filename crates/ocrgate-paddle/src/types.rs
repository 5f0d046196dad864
//! Request and response envelopes of the PaddleX OCR serving API.

use base64::Engine;
use base64::engine::general_purpose::STANDARD;
use serde::{Deserialize, Serialize};

use crate::{Error, Result};

/// Kind of document sent to the pipeline, as encoded in `fileType`.
#[derive(Debug, Clone, Copy, PartialEq, Eq, Serialize, Deserialize)]
#[serde(into = "u8", try_from = "u8")]
pub enum FileType {
    /// Multi-page PDF document.
    Pdf,
    /// Single raster image.
    Image,
}

impl FileType {
    /// Returns the numeric code used by the serving API.
    pub const fn code(self) -> u8 {
        match self {
            Self::Pdf => 0,
            Self::Image => 1,
        }
    }

    /// Infers the file type from a file extension.
    pub fn from_extension(extension: &str) -> Result<Self> {
        match extension.to_lowercase().as_str() {
            "pdf" => Ok(Self::Pdf),
            "png" | "jpg" | "jpeg" | "bmp" | "tif" | "tiff" | "webp" | "gif" => Ok(Self::Image),
            ext => Err(Error::unsupported(format!(
                "Unsupported file extension: {}",
                ext
            ))),
        }
    }
}

impl From<FileType> for u8 {
    fn from(value: FileType) -> Self {
        value.code()
    }
}

impl TryFrom<u8> for FileType {
    type Error = String;

    fn try_from(value: u8) -> std::result::Result<Self, Self::Error> {
        match value {
            0 => Ok(Self::Pdf),
            1 => Ok(Self::Image),
            other => Err(format!("unknown file type code {other}")),
        }
    }
}

/// Body of `POST /ocr`.
#[derive(Debug, Clone, Serialize)]
#[serde(rename_all = "camelCase")]
pub struct OcrRequest {
    /// A URL reachable by the server, or the base64 file contents.
    pub file: String,
    /// `None` lets the server infer the type from the URL.
    pub file_type: Option<FileType>,
    /// Whether the server should render annotated images.
    pub visualize: bool,
}

/// Envelope returned by every PaddleX serving endpoint.
#[derive(Debug, Clone, Deserialize)]
#[serde(rename_all = "camelCase")]
pub(crate) struct ApiResponse<T> {
    #[serde(default)]
    pub log_id: Option<String>,
    pub error_code: i64,
    #[serde(default)]
    pub error_msg: Option<String>,
    #[serde(default = "Option::default")]
    pub result: Option<T>,
}

/// Result of an OCR pipeline call.
#[derive(Debug, Clone, Default, Deserialize)]
#[serde(rename_all = "camelCase")]
pub struct OcrOutput {
    /// One entry per processed page, in document order.
    #[serde(default)]
    pub ocr_results: Vec<OcrPageResult>,
    /// Input description reported by the server (size, page count).
    #[serde(default)]
    pub data_info: serde_json::Value,
}

/// OCR output of a single page.
#[derive(Debug, Clone, Default, Deserialize)]
#[serde(rename_all = "camelCase")]
pub struct OcrPageResult {
    /// Detection and recognition output with the heavy fields removed.
    #[serde(default)]
    pub pruned_result: PrunedResult,
    /// Base64 visualisation of the detected regions, if requested.
    #[serde(default)]
    pub ocr_image: Option<String>,
}

impl OcrPageResult {
    /// Returns the recognized text lines in reading order.
    pub fn rec_texts(&self) -> &[String] {
        &self.pruned_result.rec_texts
    }

    /// Decodes the annotated image, if the server rendered one.
    pub fn decode_ocr_image(&self) -> Result<Option<Vec<u8>>> {
        let Some(encoded) = self.ocr_image.as_deref() else {
            return Ok(None);
        };

        STANDARD
            .decode(encoded.trim())
            .map(Some)
            .map_err(|e| Error::invalid_response(format!("Invalid base64 image: {}", e), None))
    }
}

/// Subset of the pipeline's per-page result.
#[derive(Debug, Clone, Default, Deserialize)]
pub struct PrunedResult {
    /// Recognized text lines.
    #[serde(default)]
    pub rec_texts: Vec<String>,
    /// Recognition confidence per line.
    #[serde(default)]
    pub rec_scores: Vec<f32>,
}
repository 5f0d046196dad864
//! [`Error`], [`ErrorKind`] and [`Result`].

mod http_error;
mod service_error;

pub use http_error::{Error, ErrorKind, Result};
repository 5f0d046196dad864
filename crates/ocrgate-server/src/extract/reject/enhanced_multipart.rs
//! Enhanced Multipart extractor with improved error handling.
//!
//! This module provides [`Multipart`], an enhanced version of
//! [`axum::extract::Multipart`], and the conversion of field read errors into
//! handler errors.

use axum::extract::multipart::{MultipartError, MultipartRejection};
use axum::extract::{FromRequest, Multipart as AxumMultipart, Request};
use axum::http::StatusCode;
use derive_more::{Deref, DerefMut, From};

use crate::handler::{Error, ErrorKind};

/// Enhanced Multipart extractor with improved error handling.
#[must_use]
#[derive(Debug, Deref, DerefMut, From)]
pub struct Multipart(pub AxumMultipart);

impl Multipart {
    /// Returns the inner Axum Multipart extractor.
    #[inline]
    pub fn into_inner(self) -> AxumMultipart {
        self.0
    }
}

impl<S> FromRequest<S> for Multipart
where
    S: Send + Sync,
{
    type Rejection = Error<'static>;

    async fn from_request(req: Request, state: &S) -> Result<Self, Self::Rejection> {
        AxumMultipart::from_request(req, state)
            .await
            .map(Multipart)
            .map_err(Into::into)
    }
}

impl From<MultipartRejection> for Error<'static> {
    fn from(rejection: MultipartRejection) -> Self {
        match rejection {
            MultipartRejection::InvalidBoundary(_) => ErrorKind::BadRequest
                .with_message("invalid multipart request: missing or malformed boundary"),
            other => ErrorKind::BadRequest
                .with_message(format!("invalid multipart request: {}", other.body_text())),
        }
    }
}

impl From<MultipartError> for Error<'static> {
    fn from(error: MultipartError) -> Self {
        if error.status() == StatusCode::PAYLOAD_TOO_LARGE {
            return ErrorKind::PayloadTooLarge
                .with_message("file exceeds the maximum upload size")
                .with_context(error.body_text());
        }

        ErrorKind::StorageFailure
            .with_message(format!("file processing failed: {}", error.body_text()))
    }
}
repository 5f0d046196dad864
//! All `axum::`[`Router`]s with related `axum::`[`Handler`]s.
//!
//! # Usage Example
//!
//! ```rust,no_run
//! use ocrgate_server::handler::routes;
//! use ocrgate_server::service::{ServiceConfig, ServiceState};
//!
//! # async fn example() -> anyhow::Result<()> {
//! let config = ServiceConfig::default();
//! let state = ServiceState::from_config(&config).await?;
//! let router: axum::Router = routes().with_state(state);
//! # Ok(())
//! # }
//! ```
//!
//! [`Router`]: axum::routing::Router
//! [`Handler`]: axum::handler::Handler

mod error;
mod monitors;
mod ocr;
mod request;
mod response;

use axum::Router;
use axum::response::{IntoResponse, Response};

pub use crate::handler::error::{Error, ErrorKind, Result};
pub use crate::handler::request::OcrImageUrl;
pub use crate::handler::response::{HealthStatus, MonitorStatus, OcrText, OcrUpload};
use crate::service::ServiceState;

#[inline]
async fn handler() -> Response {
    ErrorKind::NotFound.into_response()
}

/// Returns a [`Router`] with all routes and a JSON `404` fallback.
pub fn routes() -> Router<ServiceState> {
    Router::new()
        .merge(ocr::routes())
        .merge(monitors::routes())
        .fallback(handler)
}

#[cfg(test)]
pub(crate) mod test {
    use std::path::PathBuf;

    use axum_test::TestServer;
    use tempfile::TempDir;

    use crate::handler::routes;
    use crate::service::{MockEngine, OcrEngineHandle, ResultAssembler, ScratchSpace, ServiceState};

    /// Test server wired to a [`MockEngine`] and a private scratch root.
    pub struct TestContext {
        pub server: TestServer,
        pub engine: MockEngine,
        pub scratch_root: TempDir,
    }

    impl TestContext {
        /// Returns a new context whose workspaces live in a fresh temp dir.
        pub fn new(engine: MockEngine) -> anyhow::Result<Self> {
            let scratch_root = tempfile::tempdir()?;
            let server = create_test_server(&engine, ScratchSpace::new(scratch_root.path()))?;

            Ok(Self {
                server,
                engine,
                scratch_root,
            })
        }

        /// Rebuilds the server with workspaces created under `root`.
        pub fn with_scratch_root(self, root: PathBuf) -> anyhow::Result<Self> {
            let server = create_test_server(&self.engine, ScratchSpace::new(root))?;
            Ok(Self { server, ..self })
        }
    }

    /// Returns a new [`TestServer`] with the default router.
    pub fn create_test_server(
        engine: &MockEngine,
        scratch: ScratchSpace,
    ) -> anyhow::Result<TestServer> {
        let engine = OcrEngineHandle::new(engine.clone());
        let state = ServiceState::new(engine, scratch, ResultAssembler::default());
        let server = TestServer::new(routes().with_state(state))?;
        Ok(server)
    }

    /// Number of entries left in the scratch root.
    pub fn scratch_entries(ctx: &TestContext) -> usize {
        std::fs::read_dir(ctx.scratch_root.path())
            .map(|entries| entries.count())
            .unwrap_or_default()
    }

    #[tokio::test]
    async fn handlers() -> anyhow::Result<()> {
        let ctx = TestContext::new(MockEngine::default())?;
        assert!(ctx.server.is_running());
        Ok(())
    }

    #[tokio::test]
    async fn unknown_route_is_json_not_found() -> anyhow::Result<()> {
        let ctx = TestContext::new(MockEngine::default())?;

        let response = ctx.server.get("/does-not-exist").await;
        response.assert_status_not_found();
        response.assert_json(&serde_json::json!({ "error": "not found" }));
        Ok(())
    }
}
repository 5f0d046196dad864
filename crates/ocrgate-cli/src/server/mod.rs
//! HTTP server startup with lifecycle management and graceful shutdown.

mod error;
mod http_server;
mod lifecycle;
mod shutdown;

use axum::Router;
pub use error::{ServerError, ServerResult};
use http_server::serve_http;

use crate::config::ServerConfig;

/// Starts the HTTP server and runs it until a shutdown signal arrives.
///
/// # Errors
///
/// Returns an error if:
/// - Cannot bind to the specified address/port
/// - Server encounters a fatal error during operation
pub async fn serve(app: Router, config: ServerConfig) -> ServerResult<()> {
    serve_http(app, config).await
}
//! PaddleX HTTP client module.
//!
//! This module provides the client interface for the OCR pipeline exposed by
//! PaddleX serving.

mod pd_client;
mod pd_config;

pub use pd_client::PdClient;
pub use pd_config::{PdConfig, PdConfigBuilder};
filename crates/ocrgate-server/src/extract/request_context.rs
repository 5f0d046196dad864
//! Per-request identifier and timing.

use std::convert::Infallible;
use std::time::{Duration, Instant};

use axum::extract::FromRequestParts;
use axum::http::request::Parts;
use jiff::Timestamp;
use uuid::Uuid;

use crate::middleware::REQUEST_ID_HEADER;
use crate::service::ArtifactKind;

/// Identifier and timing of one request.
///
/// The identifier reuses the `x-request-id` header when it holds a UUID so
/// handler logs line up with the HTTP trace.
#[derive(Debug, Clone)]
pub struct RequestContext {
    request_id: Uuid,
    started_at: Timestamp,
    started: Instant,
    kind: Option<ArtifactKind>,
}

impl RequestContext {
    /// Starts a context with the given identifier.
    pub fn new(request_id: Uuid) -> Self {
        Self {
            request_id,
            started_at: Timestamp::now(),
            started: Instant::now(),
            kind: None,
        }
    }

    /// Returns the request identifier.
    pub fn request_id(&self) -> Uuid {
        self.request_id
    }

    /// Wall-clock time at which the request was accepted.
    pub fn started_at(&self) -> Timestamp {
        self.started_at
    }

    /// Time elapsed since the request was accepted.
    pub fn elapsed(&self) -> Duration {
        self.started.elapsed()
    }

    /// Classified upload kind, once known.
    pub fn kind(&self) -> Option<ArtifactKind> {
        self.kind
    }

    /// Records the classified upload kind.
    pub fn set_kind(&mut self, kind: ArtifactKind) {
        self.kind = Some(kind);
    }
}

impl Default for RequestContext {
    fn default() -> Self {
        Self::new(Uuid::new_v4())
    }
}

impl<S> FromRequestParts<S> for RequestContext
where
    S: Send + Sync,
{
    type Rejection = Infallible;

    async fn from_request_parts(parts: &mut Parts, _state: &S) -> Result<Self, Self::Rejection> {
        let request_id = parts
            .headers
            .get(REQUEST_ID_HEADER)
            .and_then(|value| value.to_str().ok())
            .and_then(|value| Uuid::parse_str(value).ok())
            .unwrap_or_else(Uuid::new_v4);

        Ok(Self::new(request_id))
    }
}
//! Application state and dependency injection.

use crate::service::{OcrEngineHandle, Result, ResultAssembler, ScratchSpace, ServiceConfig};

/// Tracing target for state initialization.
const TRACING_TARGET: &str = "ocrgate_server::service::state";

/// Application state.
///
/// Used for the [`State`] extraction (dependency injection).
///
/// [`State`]: axum::extract::State
#[must_use = "state does nothing unless you use it"]
#[derive(Debug, Clone)]
pub struct ServiceState {
    engine: OcrEngineHandle,
    scratch: ScratchSpace,
    assembler: ResultAssembler,
}

impl ServiceState {
    /// Initializes application state from configuration.
    ///
    /// Builds the engine client and probes it once; an unreachable engine is
    /// logged but does not prevent startup.
    pub async fn from_config(config: &ServiceConfig) -> Result<Self> {
        config.validate()?;

        let engine = config.connect_engine()?;
        if let Err(error) = engine.health_check().await {
            tracing::warn!(
                target: TRACING_TARGET,
                error = %error,
                "ocr engine is not reachable yet"
            );
        }

        Ok(Self::new(
            engine,
            config.scratch_space(),
            config.result_assembler(),
        ))
    }

    /// Assembles state from already constructed services.
    pub fn new(engine: OcrEngineHandle, scratch: ScratchSpace, assembler: ResultAssembler) -> Self {
        Self {
            engine,
            scratch,
            assembler,
        }
    }
}

macro_rules! impl_di {
    ($($f:ident: $t:ty),+) => {$(
        impl axum::extract::FromRef<ServiceState> for $t {
            fn from_ref(state: &ServiceState) -> Self {
                state.$f.clone()
            }
        }
    )+};
}

impl_di!(engine: OcrEngineHandle);
impl_di!(scratch: ScratchSpace);
impl_di!(assembler: ResultAssembler);
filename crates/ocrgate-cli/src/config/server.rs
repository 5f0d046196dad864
//! HTTP server configuration.

use std::net::{IpAddr, Ipv4Addr, SocketAddr};
use std::time::Duration;

use anyhow::{Result as AnyhowResult, anyhow};
use clap::Args;
use serde::{Deserialize, Serialize};

use crate::TRACING_TARGET_CONFIG;

/// HTTP server configuration.
///
/// # Environment Variables
///
/// - `HOST` - Server host address (default: 0.0.0.0)
/// - `PORT` - Server port (default: 8000, valid range: 1024-65535)
/// - `SHUTDOWN_TIMEOUT` - Graceful shutdown timeout in seconds (default: 30, max: 300)
///
/// # Examples
///
/// ```bash
/// ocrgate-cli --host 127.0.0.1 --port 8080
///
/// HOST=127.0.0.1 PORT=8080 ocrgate-cli
/// ```
#[derive(Debug, Clone, Args, Serialize, Deserialize)]
#[must_use = "config does nothing unless you use it"]
pub struct ServerConfig {
    /// Host address to bind the server to.
    ///
    /// Use "127.0.0.1" for localhost only, "0.0.0.0" for all interfaces.
    #[arg(long, env = "HOST", default_value = "0.0.0.0")]
    #[serde(default = "default_host")]
    pub host: IpAddr,

    /// TCP port number for the server to listen on.
    ///
    /// Must be in the range 1024-65535.
    #[arg(short = 'p', long, env = "PORT", default_value_t = 8000)]
    pub port: u16,

    /// Maximum time in seconds to wait for graceful shutdown.
    ///
    /// In-flight requests get this long to finish after a shutdown signal
    /// before the server stops waiting. Valid range: 1-300 seconds.
    #[arg(long, env = "SHUTDOWN_TIMEOUT", default_value_t = 30)]
    pub shutdown_timeout: u64,
}

/// Default host address: all IPv4 interfaces.
fn default_host() -> IpAddr {
    IpAddr::V4(Ipv4Addr::UNSPECIFIED)
}

impl ServerConfig {
    /// Validates all configuration values and returns errors for invalid settings.
    ///
    /// # Errors
    ///
    /// Returns an error if any configuration value is outside its valid range:
    /// - Port must be 1024-65535
    /// - Shutdown timeout must be 1-300 seconds
    pub fn validate(&self) -> AnyhowResult<()> {
        if self.port < 1024 {
            return Err(anyhow!(
                "Port {} is below 1024. Use ports 1024-65535 to avoid requiring root privileges.",
                self.port
            ));
        }

        if self.shutdown_timeout == 0 || self.shutdown_timeout > 300 {
            return Err(anyhow!(
                "Shutdown timeout {} seconds is invalid. Must be between 1 and 300 seconds.",
                self.shutdown_timeout
            ));
        }

        Ok(())
    }

    /// Returns the complete socket address for server binding.
    #[must_use]
    pub const fn server_addr(&self) -> SocketAddr {
        SocketAddr::new(self.host, self.port)
    }

    /// Returns the graceful shutdown timeout as a `Duration`.
    #[must_use]
    pub const fn shutdown_timeout(&self) -> Duration {
        Duration::from_secs(self.shutdown_timeout)
    }

    /// Returns whether the server is configured to bind to all interfaces.
    ///
    /// This is true when the host is set to "0.0.0.0" (IPv4) or "::" (IPv6).
    #[must_use]
    pub const fn binds_to_all_interfaces(&self) -> bool {
        match self.host {
            IpAddr::V4(addr) => addr.is_unspecified(),
            IpAddr::V6(addr) => addr.is_unspecified(),
        }
    }

    /// Logs server configuration at info level.
    pub fn log(&self) {
        tracing::info!(
            target: TRACING_TARGET_CONFIG,
            host = %self.host,
            port = self.port,
            shutdown_timeout_secs = self.shutdown_timeout,
            "Server configuration"
        );
    }
}

impl Default for ServerConfig {
    fn default() -> Self {
        Self {
            host: default_host(),
            port: 8000,
            shutdown_timeout: 30,
        }
    }
}

#[cfg(test)]
mod tests {
    use super::*;

    #[test]
    fn validate_default_config() {
        let config = ServerConfig::default();
        assert!(config.validate().is_ok());
        assert!(config.binds_to_all_interfaces());
    }

    #[test]
    fn reject_privileged_ports() {
        let mut config = ServerConfig::default();
        config.port = 80;
        assert!(config.validate().is_err());
    }

    #[test]
    fn reject_invalid_timeouts() {
        let mut config = ServerConfig::default();

        config.shutdown_timeout = 0;
        assert!(config.validate().is_err());

        config.shutdown_timeout = 301;
        assert!(config.validate().is_err());

        config.shutdown_timeout = 60;
        assert!(config.validate().is_ok());
    }

    #[test]
    fn server_addr_returns_correct_socket() {
        let config = ServerConfig::default();
        let addr = config.server_addr();
        assert_eq!(addr.ip(), IpAddr::V4(Ipv4Addr::UNSPECIFIED));
        assert_eq!(addr.port(), 8000);
    }
}
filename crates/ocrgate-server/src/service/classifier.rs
//! Upload classification by declared content type.

use ocrgate_paddle::FileType;
use serde::Serialize;

/// Kind of document accepted by the upload endpoint.
#[derive(Debug, Clone, Copy, PartialEq, Eq, Hash, Serialize)]
#[derive(strum::Display, strum::AsRefStr)]
#[strum(serialize_all = "lowercase")]
#[serde(rename_all = "lowercase")]
pub enum ArtifactKind {
    /// Any `image/*` upload.
    Image,
    /// An `application/pdf` upload.
    Pdf,
}

/// Returned when an upload's content type is neither an image nor a PDF.
#[derive(Debug, Clone, PartialEq, Eq, thiserror::Error)]
#[error("unsupported content type: {}", content_type.as_deref().unwrap_or("<none>"))]
pub struct UnsupportedType {
    /// The rejected content type, if the client sent one.
    pub content_type: Option<String>,
}

impl ArtifactKind {
    /// Maps a declared content type to an artifact kind.
    ///
    /// The match is exact: `image/` prefix for images and the literal
    /// `application/pdf` for PDFs.
    pub fn classify(content_type: Option<&str>) -> Result<Self, UnsupportedType> {
        match content_type {
            Some(ct) if ct.starts_with("image/") => Ok(Self::Image),
            Some("application/pdf") => Ok(Self::Pdf),
            other => Err(UnsupportedType {
                content_type: other.map(str::to_owned),
            }),
        }
    }

    /// Name under which the upload is staged in its workspace.
    pub const fn file_name(self) -> &'static str {
        match self {
            Self::Image => "file.png",
            Self::Pdf => "file.pdf",
        }
    }
}

impl From<ArtifactKind> for FileType {
    fn from(kind: ArtifactKind) -> Self {
        match kind {
            ArtifactKind::Image => FileType::Image,
            ArtifactKind::Pdf => FileType::Pdf,
        }
    }
}

#[cfg(test)]
mod tests {
    use super::*;

    #[test]
    fn images_are_classified_by_prefix() {
        assert_eq!(ArtifactKind::classify(Some("image/png")), Ok(ArtifactKind::Image));
        assert_eq!(ArtifactKind::classify(Some("image/jpeg")), Ok(ArtifactKind::Image));
        assert_eq!(ArtifactKind::classify(Some("image/tiff")), Ok(ArtifactKind::Image));
    }

    #[test]
    fn pdf_requires_exact_type() {
        assert_eq!(ArtifactKind::classify(Some("application/pdf")), Ok(ArtifactKind::Pdf));
        assert!(ArtifactKind::classify(Some("application/pdf; charset=binary")).is_err());
    }

    #[test]
    fn other_types_are_rejected() {
        for content_type in ["text/plain", "text/csv", "", "application/json"] {
            let err = ArtifactKind::classify(Some(content_type)).unwrap_err();
            assert_eq!(err.content_type.as_deref(), Some(content_type));
        }

        let err = ArtifactKind::classify(None).unwrap_err();
        assert_eq!(err.content_type, None);
        assert_eq!(err.to_string(), "unsupported content type: <none>");
    }

    #[test]
    fn staging_names_and_engine_codes() {
        assert_eq!(ArtifactKind::Image.file_name(), "file.png");
        assert_eq!(ArtifactKind::Pdf.file_name(), "file.pdf");
        assert_eq!(FileType::from(ArtifactKind::Image), FileType::Image);
        assert_eq!(FileType::from(ArtifactKind::Pdf), FileType::Pdf);
        assert_eq!(ArtifactKind::Pdf.to_string(), "pdf");
    }
}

———

» **PROBLEM**: Copy out the lines of the data where the string "PaddleX" occurs.

» **TASK ANSWER**:
//! Request and response envelopes of the PaddleX OCR serving API.
/// Envelope returned by every PaddleX serving endpoint.
//! PaddleX HTTP client module.
//! PaddleX serving.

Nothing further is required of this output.